FIG. 3.

Two-hybrid interaction analysis between MTK1 and MKK6. (A) Interaction of various MTK1 segments fused to the GAL4 activation domain (ACT-MTK1 constructs) with MKK6-K/A fused to the LexA DB (DB-MKK6-K/A) was tested. Vectors used in these experiments were pACTII and pBTM118. Segments of MTK1 included in the ACT-MTK1 constructs are indicated. A minus sign in the ACT-MTK1 column indicates the vector without an insert. Yeast L40 cells were transformed with two plasmids (ACT-MTK1 and DB-MKK6-K/A constructs) as indicated. −, vector without an insert; +, vector with an insert. Transformed L40 cells were spread on the appropriate synthetic agar plates supplemented with (+His) or without (−His) histidine. A kinase-defective MKK6-K/A mutant was used to reduce the toxic effect of MTK1 expression. MTK1(1309-1607) encodes the kinase catalytic domain, whereas MTK1(22-1341) encodes the N-terminal noncatalytic domain.
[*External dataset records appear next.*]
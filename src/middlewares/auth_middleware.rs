//! JWT 인증 미들웨어
//!
//! ActixWeb 요청 파이프라인에서 JWT 액세스 토큰을 검증하고
//! 사용자 정보를 추출합니다.

use std::future::{ready, Ready};
use std::rc::Rc;

use actix_web::{
    dev::{Service, ServiceRequest, ServiceResponse, Transform},
    Error, Result,
    body::EitherBody,
};
use crate::domain::auth::authentication_request::{AuthMode, RequiredRole};
use crate::middlewares::auth_inner::AuthMiddlewareService;

/// JWT 인증 미들웨어
pub struct AuthMiddleware {
    /// 인증 모드 (Required/Optional)
    mode: AuthMode,
    /// 접근에 필요한 역할 (선택사항)
    required_role: Option<RequiredRole>,
}

impl AuthMiddleware {
    /// 새로운 인증 미들웨어 생성
    pub fn new(mode: AuthMode) -> Self {
        Self {
            mode,
            required_role: None,
        }
    }

    /// 역할 요구사항이 있는 인증 미들웨어 생성
    pub fn new_with_role(mode: AuthMode, required_role: RequiredRole) -> Self {
        Self {
            mode,
            required_role: Some(required_role),
        }
    }

    /// 필수 인증 미들웨어 생성
    pub fn required() -> Self {
        Self::new(AuthMode::Required)
    }

    /// 선택적 인증 미들웨어 생성
    pub fn optional() -> Self {
        Self::new(AuthMode::Optional)
    }

    /// 특정 역할 요구 인증 미들웨어 생성
    pub fn required_with_role(role: &str) -> Self {
        Self::new_with_role(AuthMode::Required, RequiredRole::Single(role.to_string()))
    }

    /// 복수 역할 중 하나 요구 인증 미들웨어 생성
    pub fn required_with_roles(roles: Vec<&str>) -> Self {
        let role_strings: Vec<String> = roles.into_iter().map(|s| s.to_string()).collect();
        Self::new_with_role(AuthMode::Required, RequiredRole::Any(role_strings))
    }
}

/// ActixWeb Transform trait 구현
impl<S, B> Transform<S, ServiceRequest> for AuthMiddleware
where
    S: Service<ServiceRequest, Response = ServiceResponse<B>, Error = Error> + 'static,
    S::Future: 'static,
    B: 'static,
{
    type Response = ServiceResponse<EitherBody<B>>;
    type Error = Error;
    type Transform = AuthMiddlewareService<S>;
    type InitError = ();
    type Future = Ready<Result<Self::Transform, Self::InitError>>;

    fn new_transform(&self, service: S) -> Self::Future {
        ready(Ok(AuthMiddlewareService {
            service: Rc::new(service),
            mode: self.mode.clone(),
            required_role: self.required_role.clone(),
        }))
    }
}
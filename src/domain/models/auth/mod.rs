//! 인증 컨텍스트 모델
//!
//! 미들웨어가 검증한 토큰에서 추출한 사용자 정보와
//! 라우트별 인증 요구사항을 정의합니다.

pub mod authenticated_user;
pub mod authentication_request;
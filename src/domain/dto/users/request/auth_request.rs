//! 인증 요청관련 DTO
//!
//! 인증을 요청하는 사용자들의 요청 정보를 매핑합니다.
use serde::Deserialize;
use validator::Validate;

/// 로컬 로그인 요청 구조체
#[derive(Debug, Deserialize, Validate)]
pub struct LocalLoginRequest {
    #[validate(email(message = "유효한 이메일 주소를 입력해주세요"))]
    pub email: String,

    #[validate(length(min = 1, message = "비밀번호를 입력해주세요"))]
    pub password: String,
}

/// 리프레시 토큰 요청 구조체
///
/// 리프레시 토큰은 우선 쿠키에서 읽으며, 쿠키가 없는 클라이언트를
/// 위해 본문으로도 받을 수 있습니다.
#[derive(Debug, Deserialize, Validate)]
pub struct RefreshTokenRequest {
    #[validate(length(min = 1, message = "리프레시 토큰이 필요합니다"))]
    pub refresh_token: String,
}

/// OAuth 콜백 쿼리 파라미터 구조체
///
/// 사용자가 동의를 거부하면 Google은 `code` 없이 `error`만 붙여
/// 리다이렉트하므로, `code`는 쿼리 추출 단계에서 필수가 아닙니다.
/// 에러 검사 후 핸들러에서 필수 여부를 확인합니다.
#[derive(Debug, Deserialize, Validate)]
pub struct OAuthCallbackQuery {
    #[validate(length(min = 1, message = "Authorization code가 필요합니다"))]
    pub code: Option<String>,

    /// 에러가 있을 경우 (사용자가 거부했거나 에러 발생)
    pub error: Option<String>,
    pub error_description: Option<String>,
}

/// 비밀번호 재설정 요청 구조체
#[derive(Debug, Deserialize, Validate)]
pub struct ForgotPasswordRequest {
    #[validate(email(message = "유효한 이메일 주소를 입력해주세요"))]
    pub email: String,
}

/// 비밀번호 재설정 확정 구조체
#[derive(Debug, Deserialize, Validate)]
pub struct ResetPasswordRequest {
    #[validate(length(min = 1, message = "재설정 토큰이 필요합니다"))]
    pub token: String,

    #[validate(length(min = 8, message = "비밀번호는 최소 8자 이상이어야 합니다"))]
    pub new_password: String,
}
//! 인증 미들웨어 내부 서비스
//!
//! 요청에서 Bearer 토큰을 추출하여 검증하고, 성공 시
//! `AuthenticatedUser`를 요청 extensions에 저장합니다.

use std::rc::Rc;

use actix_web::{
    dev::{forward_ready, Service, ServiceRequest, ServiceResponse},
    Error, HttpMessage, ResponseError,
    body::EitherBody,
    web,
};
use futures_util::future::LocalBoxFuture;

use crate::domain::auth::authenticated_user::AuthenticatedUser;
use crate::domain::auth::authentication_request::{AuthMode, RequiredRole};
use crate::errors::errors::AppError;
use crate::services::auth::token_service::TokenService;

/// 인증 미들웨어 서비스
pub struct AuthMiddlewareService<S> {
    pub(crate) service: Rc<S>,
    pub(crate) mode: AuthMode,
    pub(crate) required_role: Option<RequiredRole>,
}

impl<S, B> Service<ServiceRequest> for AuthMiddlewareService<S>
where
    S: Service<ServiceRequest, Response = ServiceResponse<B>, Error = Error> + 'static,
    S::Future: 'static,
    B: 'static,
{
    type Response = ServiceResponse<EitherBody<B>>;
    type Error = Error;
    type Future = LocalBoxFuture<'static, Result<Self::Response, Self::Error>>;

    forward_ready!(service);

    fn call(&self, req: ServiceRequest) -> Self::Future {
        let service = Rc::clone(&self.service);
        let mode = self.mode.clone();
        let required_role = self.required_role.clone();

        Box::pin(async move {
            let auth_result = match req.app_data::<web::Data<TokenService>>() {
                Some(token_service) => extract_authenticated_user(&req, token_service.get_ref()),
                None => Err(AppError::InternalError(
                    "Token service not configured".to_string(),
                )),
            };

            match (mode, auth_result) {
                // 필수 인증 실패 시 401 응답
                (AuthMode::Required, Err(err)) => {
                    log::debug!("인증 실패: {}", err);
                    let response = AppError::Unauthenticated(
                        "Authentication required".to_string(),
                    )
                    .error_response();
                    Ok(req.into_response(response).map_into_right_body())
                }
                // 필수 인증 성공 시 역할 검사 후 통과
                (AuthMode::Required, Ok(user)) => {
                    if let Some(required) = required_role {
                        if !required.is_satisfied(&user.role) {
                            log::debug!(
                                "권한 부족: role={}, required={:?}",
                                user.role,
                                required
                            );
                            let response = AppError::Forbidden(
                                "Insufficient permissions".to_string(),
                            )
                            .error_response();
                            return Ok(req.into_response(response).map_into_right_body());
                        }
                    }
                    req.extensions_mut().insert(user);
                    let res = service.call(req).await?;
                    Ok(res.map_into_left_body())
                }
                // 선택적 인증: 성공하면 사용자 정보 저장, 실패해도 통과
                (AuthMode::Optional, Ok(user)) => {
                    req.extensions_mut().insert(user);
                    let res = service.call(req).await?;
                    Ok(res.map_into_left_body())
                }
                (AuthMode::Optional, Err(_)) => {
                    let res = service.call(req).await?;
                    Ok(res.map_into_left_body())
                }
            }
        })
    }
}

/// 요청의 Authorization 헤더에서 토큰을 꺼내 검증합니다.
fn extract_authenticated_user(
    req: &ServiceRequest,
    token_service: &TokenService,
) -> Result<AuthenticatedUser, AppError> {
    let auth_header = req
        .headers()
        .get("Authorization")
        .and_then(|h| h.to_str().ok())
        .ok_or_else(|| AppError::Unauthenticated("Missing authorization header".to_string()))?;

    let token = token_service.extract_bearer_token(auth_header)?;
    let claims = token_service.verify_access_token(token)?;

    Ok(AuthenticatedUser {
        user_id: claims.sub,
        email: claims.email,
        role: claims.role,
    })
}
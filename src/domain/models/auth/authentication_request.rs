/// 인증 모드를 정의하는 열거형
#[derive(Debug, Clone, PartialEq)]
pub enum AuthMode {
    /// 인증이 반드시 필요함
    Required,
    /// 인증이 선택사항임 (있으면 검증, 없어도 허용)
    Optional,
}

/// 요구되는 역할 정보
#[derive(Debug, Clone)]
pub enum RequiredRole {
    /// 특정 단일 역할이 필요
    Single(String),
    /// 여러 역할 중 하나라도 있으면 허용 (OR 조건)
    Any(Vec<String>),
}

impl RequiredRole {
    /// 사용자 역할이 요구사항을 만족하는지 확인
    pub fn is_satisfied(&self, user_role: &str) -> bool {
        match self {
            RequiredRole::Single(required_role) => user_role == required_role,
            RequiredRole::Any(required_roles) => {
                required_roles.iter().any(|role| user_role == role)
            }
        }
    }
}

#[cfg(test)]
mod tests {
    use super::*;

    #[test]
    fn test_single_role_requirement() {
        let required = RequiredRole::Single("admin".to_string());
        assert!(required.is_satisfied("admin"));
        assert!(!required.is_satisfied("user"));
    }

    #[test]
    fn test_any_role_requirement() {
        let required = RequiredRole::Any(vec!["admin".to_string(), "user".to_string()]);
        assert!(required.is_satisfied("user"));
        assert!(required.is_satisfied("admin"));
        assert!(!required.is_satisfied("guest"));
    }
}
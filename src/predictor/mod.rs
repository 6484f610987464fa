//! Emotion predictors — the function approximator behind each step.
//!
//! A predictor is an opaque strategy with a declared shape contract: it
//! consumes exactly [`EmotionPredictor::input_width`] values and produces
//! [`EmotionPredictor::output_width`] values.  The step engine checks the
//! input width once at construction and treats everything the predictor
//! returns as untrusted.
//!
//! Provided strategies:
//!
//! | Type | Use |
//! |---|---|
//! | [`DensePredictor`] | seeded single-layer `tanh` approximator |
//! | [`FnPredictor`] | wrap any closure (stubs, external models) |
//! | [`ConstantPredictor`] | fixed output, ignores input |

pub mod dense;

use crate::errors::PredictorError;

pub use dense::DensePredictor;

/// Strategy interface for producing an emotion estimate from a step input.
///
/// Implementations hold no per-call hidden state the core relies on.
pub trait EmotionPredictor: Send + Sync {
    /// Number of values `predict` expects.
    fn input_width(&self) -> usize;

    /// Number of values `predict` returns.
    fn output_width(&self) -> usize;

    /// Produce a raw emotion estimate.
    fn predict(&self, input: &[f32]) -> Result<Vec<f32>, PredictorError>;
}

/// Closure signature wrapped by [`FnPredictor`].
pub type PredictFn = Box<dyn Fn(&[f32]) -> Result<Vec<f32>, PredictorError> + Send + Sync>;

/// Predictor backed by a closure.
pub struct FnPredictor {
    input_width: usize,
    output_width: usize,
    f: PredictFn,
}

impl FnPredictor {
    /// Wrap `f` with the given shape contract.
    pub fn new(
        input_width: usize,
        output_width: usize,
        f: impl Fn(&[f32]) -> Result<Vec<f32>, PredictorError> + Send + Sync + 'static,
    ) -> Self {
        Self {
            input_width,
            output_width,
            f: Box::new(f),
        }
    }
}

impl std::fmt::Debug for FnPredictor {
    fn fmt(&self, f: &mut std::fmt::Formatter<'_>) -> std::fmt::Result {
        f.debug_struct("FnPredictor")
            .field("input_width", &self.input_width)
            .field("output_width", &self.output_width)
            .finish()
    }
}

impl EmotionPredictor for FnPredictor {
    fn input_width(&self) -> usize {
        self.input_width
    }

    fn output_width(&self) -> usize {
        self.output_width
    }

    fn predict(&self, input: &[f32]) -> Result<Vec<f32>, PredictorError> {
        (self.f)(input)
    }
}

/// Predictor that always returns the same vector.
#[derive(Debug, Clone)]
pub struct ConstantPredictor {
    input_width: usize,
    output: Vec<f32>,
}

impl ConstantPredictor {
    pub fn new(input_width: usize, output: Vec<f32>) -> Self {
        Self {
            input_width,
            output,
        }
    }
}

impl EmotionPredictor for ConstantPredictor {
    fn input_width(&self) -> usize {
        self.input_width
    }

    fn output_width(&self) -> usize {
        self.output.len()
    }

    fn predict(&self, _input: &[f32]) -> Result<Vec<f32>, PredictorError> {
        Ok(self.output.clone())
    }
}

// ============================================================================
// Tests
// ============================================================================

#[cfg(test)]
mod tests {
    use super::*;

    #[test]
    fn test_fn_predictor_delegates() {
        let p = FnPredictor::new(3, 1, |input| Ok(vec![input.iter().sum()]));
        assert_eq!(p.input_width(), 3);
        assert_eq!(p.output_width(), 1);
        assert_eq!(p.predict(&[1.0, 2.0, 3.0]).unwrap(), vec![6.0]);
    }

    #[test]
    fn test_fn_predictor_propagates_failure() {
        let p = FnPredictor::new(1, 1, |_| Err(PredictorError::Failed("offline".into())));
        assert_eq!(
            p.predict(&[0.0]),
            Err(PredictorError::Failed("offline".into()))
        );
    }

    #[test]
    fn test_constant_predictor_width_from_output() {
        let p = ConstantPredictor::new(10, vec![0.1, 0.2, 0.3]);
        assert_eq!(p.output_width(), 3);
        assert_eq!(p.predict(&[0.0; 10]).unwrap(), vec![0.1, 0.2, 0.3]);
    }

    #[test]
    fn test_predictors_are_object_safe() {
        let boxed: Vec<Box<dyn EmotionPredictor>> = vec![
            Box::new(ConstantPredictor::new(2, vec![0.0])),
            Box::new(FnPredictor::new(2, 1, |_| Ok(vec![1.0]))),
        ];
        assert!(boxed.iter().all(|p| p.output_width() == 1));
    }
}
In situ β-Gal assays gave essentially identical results (not shown). (B) Summary of the experiments in panel A and additional two-hybrid tests. The MTK1 coding sequence is represented by the horizontal bar. Gray and filled boxes are the GADD45-binding domain and the kinase catalytic domain, respectively. The segment between amino acid positions 253 and 553 is required for autoinhibition of the MTK1-MKK6 interaction. +, growth on −His plates; −, no growth on −His plates. (C) Summary of two-hybrid analyses for the MTK1 binding site in MKK6. Binding of full-length (positions 1 to 334) and various deletion constructs of DB-MKK6-K/A was tested with ACT-MTK1(1309-1607) as a bait. The MKK6 coding sequence is represented by the horizontal bar. Filled boxes represent the kinase catalytic domain. The C-terminal noncatalytic region of MKK6 is necessary to interact with the MTK1 kinase domain. +, growth on −His plates; −, no growth on −His plates.